Tandis qu'il marque le pas dans les sondages et que la vacuité de ses propos commence à semer le trouble jusque chez ses sympathisants, un temps séduits par son côté "sympa et sympa", Emmanuel Macron a demandé "pardon" suite à ses affirmations sur la colonisation en Algérie, qualifiée de "crime contre l'humanité". Pardon, vraiment ? Comme d'habitude chez Macron, l'ambiguïté vient compliquer le tout. Et l'on comprend, une fois encore, qu'il ne parle jamais que de lui-même.

Emmanuel Macron ()

© AFP Boris Horvat
Emmanuel Macron en meeting à Toulon

Quand on est constamment dans la posture et que l'on veut instrumentaliser l'histoire à des fins électorales, on court le risque de ne jamais être compris (ou trop bien compris...) et de passer pour un fieffé opportuniste. "Je vous ai compris ! Et je vous aime !" a pourtant lancé Emmanuel Macron en meeting à Toulon, dans un Zénith clairsemé (3900 inscrits, 2000 personnes espérées, 1000 participants au final), reprenant à son compte la célèbre phrase -elle-même très ambiguë- du général de Gaulle.

Il était déjà passé du "crime contre l'humanité" au "crime contre l'humain", comme si assassiner des myriades de personnes était in fine moins grave que d'atteindre à la somme de celles-ci, prise en tant qu' entité pensante et agissante, suggérant ainsi que l'on peut tuer sans être complètement pétri de mauvaises intentions. Charabia bizarre, confusion de la pensée, gloubi-boulga historique, nous sommes bien, en marche !, dans l'étrange contrée de la macronite.
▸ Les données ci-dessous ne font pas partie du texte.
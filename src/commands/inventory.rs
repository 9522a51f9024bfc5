use std::fs;
use std::path::{Path, PathBuf};

use anyhow::{Context, Result, bail};
use tracing::info;

use crate::cli::InventoryArgs;
use crate::model::{ReportEntry, ReportInventoryManifest, ReportKind};
use crate::util::{now_utc_string, sha256_file, write_json_pretty};

pub fn run(args: InventoryArgs) -> Result<()> {
    let reports_dir = resolve_reports_dir(&args.cache_root, args.reports_dir.as_deref());
    let manifest = build_manifest(&reports_dir)?;

    if args.dry_run {
        info!(
            report_count = manifest.report_count,
            source = %manifest.source_directory,
            "inventory dry-run complete"
        );
        return Ok(());
    }

    let manifest_path = args
        .manifest_path
        .unwrap_or_else(|| default_manifest_path(&args.cache_root));

    write_json_pretty(&manifest_path, &manifest)?;
    info!(path = %manifest_path.display(), "wrote inventory manifest");
    info!(report_count = manifest.report_count, "inventory completed");

    Ok(())
}

pub fn resolve_reports_dir(cache_root: &Path, reports_dir: Option<&Path>) -> PathBuf {
    reports_dir
        .map(Path::to_path_buf)
        .unwrap_or_else(|| cache_root.join("reports"))
}

pub fn default_manifest_path(cache_root: &Path) -> PathBuf {
    cache_root.join("manifests").join("report_inventory.json")
}

pub fn build_manifest(reports_dir: &Path) -> Result<ReportInventoryManifest> {
    let mut report_paths = discover_reports(reports_dir)?;
    report_paths.sort_by(|a, b| a.1.cmp(&b.1));

    if report_paths.is_empty() {
        bail!(
            "no report files (.txt or .pdf) found in {}",
            reports_dir.display()
        );
    }

    let mut reports = Vec::with_capacity(report_paths.len());
    for (kind, path) in report_paths {
        let filename = path
            .file_name()
            .and_then(|name| name.to_str())
            .map(ToOwned::to_owned)
            .with_context(|| format!("invalid UTF-8 filename: {}", path.display()))?;

        let sha256 = sha256_file(&path)?;

        reports.push(ReportEntry {
            filename,
            kind,
            sha256,
        });
    }

    Ok(ReportInventoryManifest {
        manifest_version: 1,
        generated_at: now_utc_string(),
        source_directory: reports_dir.display().to_string(),
        report_count: reports.len(),
        reports,
    })
}

fn discover_reports(reports_dir: &Path) -> Result<Vec<(ReportKind, PathBuf)>> {
    let mut reports = Vec::new();

    let entries = fs::read_dir(reports_dir)
        .with_context(|| format!("failed to read {}", reports_dir.display()))?;

    for entry in entries {
        let entry =
            entry.with_context(|| format!("failed to read entry in {}", reports_dir.display()))?;
        let path = entry.path();

        if !entry
            .file_type()
            .with_context(|| format!("failed to inspect file type: {}", path.display()))?
            .is_file()
        {
            continue;
        }

        let Some(kind) = report_kind_for(&path) else {
            continue;
        };

        reports.push((kind, path));
    }

    Ok(reports)
}

fn report_kind_for(path: &Path) -> Option<ReportKind> {
    let extension = path.extension().and_then(|ext| ext.to_str())?;

    if extension.eq_ignore_ascii_case("txt") || extension.eq_ignore_ascii_case("eml") {
        Some(ReportKind::Text)
    } else if extension.eq_ignore_ascii_case("pdf") {
        Some(ReportKind::Pdf)
    } else {
        None
    }
}

#[cfg(test)]
mod tests {
    use super::*;
    use std::fs::File;
    use std::io::Write;

    fn temp_reports_dir(name: &str) -> PathBuf {
        let dir = std::env::temp_dir().join(format!("agrisignals-inventory-{name}"));
        let _ = fs::remove_dir_all(&dir);
        fs::create_dir_all(&dir).unwrap();
        dir
    }

    fn write_file(dir: &Path, name: &str, contents: &str) {
        let mut file = File::create(dir.join(name)).unwrap();
        file.write_all(contents.as_bytes()).unwrap();
    }

    #[test]
    fn build_manifest_lists_txt_and_pdf_sorted_by_name() {
        let dir = temp_reports_dir("sorted");
        write_file(&dir, "b_weekly.txt", "upcoming sales");
        write_file(&dir, "a_sale.pdf", "%PDF-1.4 fake");
        write_file(&dir, "notes.md", "ignored");

        let manifest = build_manifest(&dir).unwrap();
        assert_eq!(manifest.report_count, 2);
        assert_eq!(manifest.reports[0].filename, "a_sale.pdf");
        assert_eq!(manifest.reports[0].kind, ReportKind::Pdf);
        assert_eq!(manifest.reports[1].filename, "b_weekly.txt");
        assert_eq!(manifest.reports[1].kind, ReportKind::Text);
        assert_eq!(manifest.reports[0].sha256.len(), 64);

        fs::remove_dir_all(&dir).unwrap();
    }

    #[test]
    fn build_manifest_fails_on_empty_directory() {
        let dir = temp_reports_dir("empty");
        assert!(build_manifest(&dir).is_err());
        fs::remove_dir_all(&dir).unwrap();
    }
}
impl ReportParser {
    pub fn new() -> Result<Self> {
        let mut class_keywords = Vec::with_capacity(CLASS_KEYWORDS.len());
        for (label, patterns) in CLASS_KEYWORDS {
            let mut compiled = Vec::with_capacity(patterns.len());
            for pattern in *patterns {
                compiled.push(
                    Regex::new(pattern)
                        .with_context(|| format!("failed to compile class keyword {pattern}"))?,
                );
            }
            class_keywords.push((*label, compiled));
        }

        Ok(Self {
            slash_date: Regex::new(r"(\d{1,2})/(\d{1,2})/(\d{4})")
                .context("failed to compile slash date regex")?,
            dash_date: Regex::new(r"(\d{1,2})-(\d{1,2})-(\d{4})")
                .context("failed to compile dash date regex")?,
            month_day_year: Regex::new(
                r"(?i)\b([A-Za-z]{3,9})\.?\s+(\d{1,2})(?:st|nd|rd|th)?,?\s+(\d{4})",
            )
            .context("failed to compile month-day-year regex")?,
            month_day: Regex::new(r"(?i)\b([A-Za-z]{3,9})\.?\s+(\d{1,2})(?:st|nd|rd|th)?\b")
                .context("failed to compile month-day regex")?,
            head_count: Regex::new(r"(?i)(\d[\d,]*)\s*head")
                .context("failed to compile head count regex")?,
            sold_head: Regex::new(r"(?i)(?:sold|receipts|run of)\s+([\d,]+)\s+head")
                .context("failed to compile sold-head regex")?,
            total_receipts: Regex::new(r"(?i)total\s+(?:receipts|head)\s*[:\-]\s*([\d,]+)")
                .context("failed to compile total-receipts regex")?,
            market_keyword: Regex::new(r"(?i)Livestock|Auction|Exchange|Stockyards?")
                .context("failed to compile market keyword regex")?,
            price_decimal: Regex::new(r"\$?\s*([12]?\d{2}\.\d{2})\b")
                .context("failed to compile decimal price regex")?,
            price_integer: Regex::new(r"\b([12]\d{2})\b")
                .context("failed to compile integer price regex")?,
            class_keywords,
        })
    }

    pub fn parse_date(&self, text: &str, default_year: i32) -> Option<NaiveDate> {
        for captures in self.slash_date.captures_iter(text) {
            if let Some(date) = numeric_date(&captures) {
                return Some(date);
            }
        }

        for captures in self.dash_date.captures_iter(text) {
            if let Some(date) = numeric_date(&captures) {
                return Some(date);
            }
        }

        for captures in self.month_day_year.captures_iter(text) {
            let Some(month) = month_from_name(&captures[1]) else {
                continue;
            };
            let Ok(day) = captures[2].parse::<u32>() else {
                continue;
            };
            let Ok(year) = captures[3].parse::<i32>() else {
                continue;
            };
            if let Some(date) = NaiveDate::from_ymd_opt(year, month, day) {
                return Some(date);
            }
        }

        for captures in self.month_day.captures_iter(text) {
            let Some(month) = month_from_name(captures.get(1)?.as_str()) else {
                continue;
            };
            let Ok(day) = captures.get(2)?.as_str().parse::<u32>() else {
                continue;
            };
            if let Some(date) = NaiveDate::from_ymd_opt(default_year, month, day) {
                return Some(date);
            }
        }

        None
    }

    pub fn parse_head_count(&self, line: &str) -> Option<u32> {
        let captures = self.head_count.captures(line)?;
        parse_grouped_integer(captures.get(1)?.as_str())
    }

    pub fn parse_total_head(&self, text: &str) -> Option<u32> {
        if let Some(captures) = self.sold_head.captures(text) {
            if let Some(value) = parse_grouped_integer(captures.get(1)?.as_str()) {
                return Some(value);
            }
        }

        let captures = self.total_receipts.captures(text)?;
        parse_grouped_integer(captures.get(1)?.as_str())
    }

    pub fn find_market_line(&self, text: &str) -> Option<String> {
        for line in text.lines().take(MARKET_LINE_SCAN_LIMIT) {
            if !self.market_keyword.is_match(line) {
                continue;
            }

            let sanitized: String = line
                .chars()
                .map(|ch| {
                    if ch.is_ascii_alphanumeric() || " ,.&'-".contains(ch) {
                        ch
                    } else {
                        ' '
                    }
                })
                .collect();
            let cleaned = condense_whitespace(&sanitized);

            if (6..=80).contains(&cleaned.len()) {
                return Some(cleaned);
            }
        }

        None
    }

    pub fn class_prices(&self, text: &str) -> Vec<ClassPriceSummary> {
        let mut summaries = Vec::new();

        for (label, keywords) in &self.class_keywords {
            let mut values = Vec::<f64>::new();

            for line in text.lines() {
                if !keywords.iter().any(|keyword| keyword.is_match(line)) {
                    continue;
                }
                values.extend(self.prices_on_line(line));
            }

            if values.is_empty() {
                continue;
            }

            let mean = values.iter().sum::<f64>() / values.len() as f64;
            summaries.push(ClassPriceSummary {
                label: *label,
                avg_cwt: (mean * 100.0).round() / 100.0,
                lots: values.len(),
            });
        }

        summaries
    }

    pub fn parse_schedule_events(&self, text: &str, default_year: i32) -> Vec<ScheduleDraft> {
        let mut events = Vec::new();

        for raw_line in text.lines() {
            let line = raw_line.trim();
            if line.is_empty() {
                continue;
            }

            let Some(sale_date) = self.parse_date(line, default_year) else {
                continue;
            };

            events.push(ScheduleDraft {
                sale_date,
                est_head: self.parse_head_count(line),
                raw_line: line.to_string(),
            });
        }

        events
    }

    pub fn parse_result_summary(&self, text: &str, default_year: i32) -> Option<ResultDraft> {
        let sale_date = self.parse_date(text, default_year)?;

        Some(ResultDraft {
            market_line: self.find_market_line(text),
            sale_date,
            total_head: self.parse_total_head(text),
            classes: self.class_prices(text),
        })
    }

    fn prices_on_line(&self, line: &str) -> Vec<f64> {
        let mut values = Vec::new();
        let mut decimal_spans = Vec::new();

        for captures in self.price_decimal.captures_iter(line) {
            if let Some(group) = captures.get(1) {
                if let Ok(value) = group.as_str().parse::<f64>() {
                    values.push(value);
                    decimal_spans.push((group.start(), group.end()));
                }
            }
        }

        for captures in self.price_integer.captures_iter(line) {
            let Some(group) = captures.get(1) else {
                continue;
            };
            // the integer part of a decimal price is not a second lot
            let overlaps_decimal = decimal_spans
                .iter()
                .any(|(start, end)| group.start() < *end && group.end() > *start);
            if overlaps_decimal {
                continue;
            }

            if let Ok(value) = group.as_str().parse::<u32>() {
                if (PRICE_INTEGER_MIN..=PRICE_INTEGER_MAX).contains(&value) {
                    values.push(f64::from(value));
                }
            }
        }

        values
    }
}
"J’ai reçu des lettres bouleversantes (…), a-t-il déclamé. Je suis désolé de vous avoir blessé, fait mal. Je ne voulais pas vous offenser. Je sais vos vies, vos peines, vos souffrances. (…) Ce sont des mémoires chaudes et pas que de l’histoire. Ce sont des vies (…). Pardon pour les passionnés, pardon de vous avoir fait mal, ce n’est pas ce que je voulais…"

Les "passionnés" ? Qu'est-ce à dire ? Qu'il y aurait des personnes, telles qu'Emmanuel Macron, capables de raisonner et d'avoir une pensée lucide et éclairée sur l'histoire de France et d'autres qui seraient uniquement mues par la passion, le ressentiment et la peine et auraient ainsi le plus grand mal à dérouler un raisonnement construit ? Avec ses glissements sémantiques à la marge et ses dichotomies malhonnêtes - où une partie s'oppose subrepticement à l'autre mais sur un plan différent, en réalité non opposable - Emmanuel Macron veut apparaître comme au-dessus de la mêlée, le Sauveur capable de faire la synthèse - par "l'amour" - de toutes les sensibilités et de toutes les histoires françaises.

"Les Christ inférieurs des obscures espérances"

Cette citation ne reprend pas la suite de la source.